Slide 9. The future of healthcare for skeletal dysplasias.
A new horizon
Finally, as Alpe has envisioned in the recent conference, a new horizon is ahead. With all the research performed to understand the FGFR3 mutation in achondroplasia, how it works and affects bone growth, much has been learned about the overall bone growth and development process.
The FGFR3 pathway is a powerful growth brake in the cartilage growth plate. It is a very important modulator of bone growth working to balance the activity of several other agents that promote bone growth. If it is working less than normal bones grow excessively and may cause medical issues; the same occurs when it is working too much as we see in achondroplasia.
We now know that FGFR3 activity can be controlled. The question is whether this knowledge can be used to see if controlling FGFR3 activity would be helpful for other skeletal dysplasias. The answer to this question is yes (Slide 10).

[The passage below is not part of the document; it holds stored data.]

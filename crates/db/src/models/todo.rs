//! Row model for the `todos` table.

use chrono::NaiveDate;
use serde_json::Value;
use sqlx::FromRow;
use todo_core::store::StoreError;
use todo_core::todo::{Todo, TodoStatus};
use todo_core::types::{Timestamp, TodoId};

/// A row from the `todos` table. `status` is kept as text until converted.
#[derive(Debug, Clone, FromRow)]
pub struct TodoRow {
    pub id: TodoId,
    pub title: String,
    pub description: Option<String>,
    pub due_date: Option<NaiveDate>,
    pub priority: Option<String>,
    pub status: String,
    pub completion_notes: Option<Value>,
    pub actual_completion_date: Option<Value>,
    pub time_spent_minutes: Option<Value>,
    pub satisfaction_rating: Option<Value>,
    pub reopen_reason: Option<Value>,
    pub priority_adjustment: Option<Value>,
    pub estimated_effort_hours: Option<Value>,
    pub deletion_reason: Option<Value>,
    pub deletion_comment: Option<Value>,
    pub confirm_deletion: Option<Value>,
    pub retain_for_days: Option<Value>,
    pub created_at: Timestamp,
    pub updated_at: Timestamp,
}

impl TryFrom<TodoRow> for Todo {
    type Error = StoreError;

    fn try_from(row: TodoRow) -> Result<Self, Self::Error> {
        let status: TodoStatus = row.status.parse().map_err(|_| StoreError::Corrupt {
            id: row.id,
            reason: format!("unknown status '{}'", row.status),
        })?;

        Ok(Todo {
            id: row.id,
            title: row.title,
            description: row.description,
            due_date: row.due_date,
            priority: row.priority,
            status,
            completion_notes: row.completion_notes,
            actual_completion_date: row.actual_completion_date,
            time_spent_minutes: row.time_spent_minutes,
            satisfaction_rating: row.satisfaction_rating,
            reopen_reason: row.reopen_reason,
            priority_adjustment: row.priority_adjustment,
            estimated_effort_hours: row.estimated_effort_hours,
            deletion_reason: row.deletion_reason,
            deletion_comment: row.deletion_comment,
            confirm_deletion: row.confirm_deletion,
            retain_for_days: row.retain_for_days,
            created_at: row.created_at,
            updated_at: row.updated_at,
        })
    }
}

It would be common sense to deduct that other skeletal dysplasias where in some way the FGFR3 pathway is unbalanced could be managed by vosoritide or other drugs in test for achondroplasia. For instance, other FGFR3-related dysplasias such as hypochondroplasia or other very rare cases where FGFR3 mutations cause proportionate short stature.
Another example would be the CNP-related dysplasias. In these cases, most of the time the mutation causing the dysplasia is located in the CNP receptor, so giving CNP analogs would not likely help improving bone growth, but agents targeting FGFR3 directly, such as infigratinib, could be helpful.
Another example shown in Slide 10 are the RASopathies, such as Noonan syndrome, where the same enzymes (the MAPK pathway) activated by FGFR3 are overactive due to mutations in regulatory proteins. In this case inhibiting FGFR3 could help reducing MAPK activity to improve bone growth.
Other skeletal dysplasias might benefit of the use of anti-FGFR3 agents and there is already evidence in the literature, for instance in diastrophic dysplasia and in Mckusick syndrome, that FGFR3 might be overactive and contributing to impaired bone growth.
It is also foreseeable that treatments developed for achondroplasia might benefit children born with other bone growth impairment conditions. It is time to multiply the efforts to evaluate these new potential therapies for other skeletal dysplasias.
Slide 10. Treating other skeletal dysplasias
The future is around the corner
Skeletal dysplasias are disorders which affect the body in development. These pharmacological therapies may, in the near future, help children to grow better, bringing together many benefits that go beyond achieving a higher final stature. One of them, which I have already referred to in the past, is very simple. Let's just imagine a time where a child with achondroplasia will be living the same ups and downs any average child lives as they grow into adulthood. No more, no less. I think this is a good perspective to have.